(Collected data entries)
★ ★ ★ ★

//! Ingestion path tests: validation, image storage, classifier fallback

use cleancity_common::config::ClassifierConfig;
use cleancity_common::db::init_database;
use cleancity_rs::classifier::{
    Classification, ClassificationError, ClassificationGateway, ClassifierModel,
    StaticScoreModel, SENTINEL_LABEL,
};
use cleancity_rs::models::ValidationState;
use cleancity_rs::services::{ImageStore, IngestRequest, IngestionService};
use cleancity_rs::store::RecordStore;
use cleancity_rs::Error;
use std::path::{Path, PathBuf};
use std::sync::Arc;
use tempfile::TempDir;

const PNG_BYTES: [u8; 12] = [
    0x89, 0x50, 0x4E, 0x47, 0x0D, 0x0A, 0x1A, 0x0A, 0x00, 0x00, 0x00, 0x0D,
];

struct Failing;

impl ClassifierModel for Failing {
    fn name(&self) -> &str {
        "failing"
    }

    fn classify(&self, _image: &[u8]) -> Result<Classification, ClassificationError> {
        Err(ClassificationError::Failed("model crashed".to_string()))
    }
}

async fn setup(gateway: ClassificationGateway) -> (TempDir, PathBuf, RecordStore, IngestionService) {
    let dir = TempDir::new().unwrap();
    let uploads = dir.path().join("uploads");
    let pool = init_database(&dir.path().join("cleancity.db")).await.unwrap();
    let store = RecordStore::open(pool).await.unwrap();
    let service = IngestionService::new(
        Arc::new(gateway),
        ImageStore::new(uploads.clone()),
        store.clone(),
    );
    (dir, uploads, store, service)
}

fn request(lat: f64, lng: f64) -> IngestRequest {
    IngestRequest {
        contributor_id: "user-1".to_string(),
        image: PNG_BYTES.to_vec(),
        lat,
        lng,
    }
}

fn stored_files(uploads: &Path) -> usize {
    std::fs::read_dir(uploads).map(|d| d.count()).unwrap_or(0)
}

#[tokio::test]
async fn test_ingest_classifies_and_stores_pending() {
    let model = StaticScoreModel::from_config(&ClassifierConfig::default()).unwrap();
    let (_dir, uploads, store, service) =
        setup(ClassificationGateway::with_model(Arc::new(model))).await;

    let record = service.ingest(request(12.9716, 77.5946)).await.unwrap();

    assert_eq!(record.label, "Metal");
    assert!((record.confidence - 0.7).abs() < 1e-9);
    assert_eq!(record.state, ValidationState::Pending);
    assert!(record.image_ref.starts_with("uploads/"));
    assert!(record.image_ref.ends_with(".png"));
    assert_eq!(stored_files(&uploads), 1);

    assert_eq!(store.get(record.id).await.unwrap(), record);
}

#[tokio::test]
async fn test_ingest_without_model_records_sentinel() {
    let (_dir, _uploads, _store, service) = setup(ClassificationGateway::not_ready()).await;

    let record = service.ingest(request(1.0, 2.0)).await.unwrap();

    assert_eq!(record.label, SENTINEL_LABEL);
    assert_eq!(record.confidence, 0.0);
    assert_eq!(record.state, ValidationState::Pending);
}

#[tokio::test]
async fn test_ingest_with_failing_model_records_sentinel() {
    let (_dir, _uploads, _store, service) =
        setup(ClassificationGateway::with_model(Arc::new(Failing))).await;

    let record = service.ingest(request(1.0, 2.0)).await.unwrap();
    assert_eq!(record.label, SENTINEL_LABEL);
}

#[tokio::test]
async fn test_ingest_invalid_location_stores_nothing() {
    let (_dir, uploads, store, service) = setup(ClassificationGateway::not_ready()).await;

    let result = service.ingest(request(95.0, 0.0)).await;

    assert!(matches!(result, Err(Error::InvalidObservation(_))));
    assert_eq!(stored_files(&uploads), 0);
    assert_eq!(store.count_by_state(ValidationState::Pending).await.unwrap(), 0);
}

#[tokio::test]
async fn test_ingest_requires_image_and_contributor() {
    let (_dir, _uploads, _store, service) = setup(ClassificationGateway::not_ready()).await;

    let no_image = IngestRequest { image: Vec::new(), ..request(1.0, 1.0) };
    assert!(matches!(
        service.ingest(no_image).await,
        Err(Error::InvalidObservation(_))
    ));

    let no_contributor = IngestRequest { contributor_id: " ".to_string(), ..request(1.0, 1.0) };
    assert!(matches!(
        service.ingest(no_contributor).await,
        Err(Error::InvalidObservation(_))
    ));
}

#[tokio::test]
async fn test_gateway_initializes_once() {
    let gateway = ClassificationGateway::not_ready();
    assert!(!gateway.is_ready());
    assert!(matches!(
        gateway.classify(PNG_BYTES.to_vec()).await,
        Err(ClassificationError::Unavailable)
    ));

    assert!(gateway.initialize(Arc::new(Failing)));
    assert!(gateway.is_ready());

    let model = StaticScoreModel::from_config(&ClassifierConfig::default()).unwrap();
    assert!(!gateway.initialize(Arc::new(model)), "second model is ignored");
    assert!(matches!(
        gateway.classify(PNG_BYTES.to_vec()).await,
        Err(ClassificationError::Failed(_))
    ));
}

#[tokio::test]
async fn test_ingest_removes_image_when_record_creation_fails() {
    let (_dir, uploads, store, service) = setup(ClassificationGateway::not_ready()).await;
    store.pool().close().await;

    let result = service.ingest(request(1.0, 2.0)).await;

    assert!(matches!(result, Err(Error::StorageUnavailable(_))));
    assert_eq!(stored_files(&uploads), 0, "image must not outlive a failed create");
}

★ ★ ★ ★

### ACTIVITY:
How many of the lines above include the string "confidence"? Only the number should be written.

### REPLY TO THE EXERCISE:
2